Segment Start: Provided material

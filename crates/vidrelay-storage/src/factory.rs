#[cfg(feature = "storage-s3")]
use crate::S3Sink;
use crate::{ObjectSink, SinkError, SinkResult};
use std::sync::Arc;
use vidrelay_core::Config;

/// Create the sink described by configuration
pub fn create_sink(config: &Config) -> SinkResult<Arc<dyn ObjectSink>> {
    let sink_config = config.sink();
    if sink_config.bucket.trim().is_empty() {
        return Err(SinkError::ConfigError("S3_BUCKET not configured".to_string()));
    }

    #[cfg(feature = "storage-s3")]
    {
        let sink = S3Sink::new(sink_config)?;
        tracing::info!(
            bucket = %sink_config.bucket,
            region = %sink_config.region,
            endpoint = sink_config.endpoint.as_deref().unwrap_or("aws"),
            "S3 sink initialized"
        );
        Ok(Arc::new(sink))
    }

    #[cfg(not(feature = "storage-s3"))]
    {
        Err(SinkError::ConfigError(
            "S3 sink not available (storage-s3 feature not enabled)".to_string(),
        ))
    }
}
//! Server startup and graceful shutdown

use anyhow::Result;
use axum::Router;

use vidrelay_core::Config;

/// Serve until Ctrl+C or SIGTERM
pub async fn start_server(config: &Config, app: Router) -> Result<()> {
    let addr = format!("0.0.0.0:{}", config.server_port());
    tracing::info!(addr = %addr, "Starting server");

    let listener = tokio::net::TcpListener::bind(&addr).await?;

    let transfer = config.transfer();
    tracing::info!(
        chunk_size_bytes = transfer.chunk_size_bytes,
        direct_upload_threshold_bytes = transfer.direct_upload_threshold_bytes,
        multipart_threshold_bytes = transfer.multipart_threshold_bytes,
        max_workers = config.worker().max_workers,
        bucket = %config.sink().bucket,
        "Server ready and accepting connections"
    );

    axum::serve(listener, app)
        .with_graceful_shutdown(shutdown_signal())
        .await?;

    Ok(())
}

/// Resolves on Ctrl+C (SIGINT) or SIGTERM.
///
/// # Panics
/// Panics if a signal handler cannot be installed.
async fn shutdown_signal() {
    let ctrl_c = async {
        tokio::signal::ctrl_c()
            .await
            .expect("Failed to install Ctrl+C handler");
    };

    #[cfg(unix)]
    let terminate = async {
        tokio::signal::unix::signal(tokio::signal::unix::SignalKind::terminate())
            .expect("Failed to install signal handler")
            .recv()
            .await;
    };

    #[cfg(not(unix))]
    let terminate = std::future::pending::<()>();

    tokio::select! {
        _ = ctrl_c => {
            tracing::info!("Received Ctrl+C signal");
        },
        _ = terminate => {
            tracing::info!("Received terminate signal");
        },
    }

    tracing::info!("Shutting down gracefully...");
}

Segment End: Provided material

Task brief: From the data above, copy each line that has the string "ConfigError".

Completed task:
        return Err(SinkError::ConfigError("S3_BUCKET not configured".to_string()));
        Err(SinkError::ConfigError(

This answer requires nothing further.